Ma sono sempre più numerose le banche e le piattaforme (Trade Republic, Scalable, Revolut…) che offrono la possibilità di sottoscrivere dei Pac in etf o comunque tutte consentono di negoziare gli etf e naturalmente un aspetto importante prima di sottoscrivere un pac è valutare i costi sia dello strumento sottostante che quelli diretti e indiretti come spese fisse o di negoziazione.
La scelta della piattaforma dipende dalle esigenze di ciascuno, ma il punto fermo rimane l'importanza di investire in strumenti diversificati e con costi contenuti. Per un investimento di lungo periodo, è fondamentale scegliere un paniere che non sia troppo tematico o «alla moda» secondo SoldiExpert SCF ma che rifletta una diversificazione ampia a livello di settori e Paesi. Questo è il miglior antidoto contro la volatilità e le mode del momento.

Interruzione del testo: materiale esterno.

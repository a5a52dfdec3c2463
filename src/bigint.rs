//! Decimal-string serde for large integer fields.
//!
//! On-chain amounts routinely exceed what fits in a JSON number, so result
//! structs serialize them as decimal strings. Deserialization accepts both
//! a string and a plain number for convenience.

use alloy::primitives::U256;
use serde::{de, Deserialize, Deserializer, Serializer};

pub mod u256_string {
    use super::*;

    pub fn serialize<S: Serializer>(value: &U256, serializer: S) -> Result<S::Ok, S::Error> {
        serializer.serialize_str(&value.to_string())
    }

    pub fn deserialize<'de, D: Deserializer<'de>>(deserializer: D) -> Result<U256, D::Error> {
        let raw = serde_json::Value::deserialize(deserializer)?;
        super::parse_u256(&raw).map_err(de::Error::custom)
    }
}

pub mod u256_opt_string {
    use super::*;

    pub fn serialize<S: Serializer>(
        value: &Option<U256>,
        serializer: S,
    ) -> Result<S::Ok, S::Error> {
        match value {
            Some(v) => serializer.serialize_str(&v.to_string()),
            None => serializer.serialize_none(),
        }
    }

    pub fn deserialize<'de, D: Deserializer<'de>>(
        deserializer: D,
    ) -> Result<Option<U256>, D::Error> {
        let raw = Option::<serde_json::Value>::deserialize(deserializer)?;
        match raw {
            Some(v) => super::parse_u256(&v).map(Some).map_err(de::Error::custom),
            None => Ok(None),
        }
    }
}

fn parse_u256(value: &serde_json::Value) -> Result<U256, String> {
    match value {
        serde_json::Value::String(s) => s
            .parse::<U256>()
            .map_err(|e| format!("invalid integer string {:?}: {}", s, e)),
        serde_json::Value::Number(n) => {
            let as_u64 = n
                .as_u64()
                .ok_or_else(|| format!("integer out of range: {}", n))?;
            Ok(U256::from(as_u64))
        }
        other => Err(format!("expected integer string, got {}", other)),
    }
}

«Come consulenti finanziari indipendenti ovvero soggetti iscritti all’Albo Ocf (obbligatorio per chi in Italia fornisce consigli di investimento)», spiega Gaziano, «forniamo un’ampia consulenza senza conflitti di interesse (siamo pagati solo a parcella e non riceviamo commissioni sui prodotti o strumenti consigliati) a piccoli e grandi investitore e supportiamo i clienti nella scelta del Pac migliore a partire dalla scelta dell’intermediario e poi degli strumenti migliori o valutiamo se già sono stati attivati dei Pac magari in fondi di investimento se superano la valutazione costi-benefici».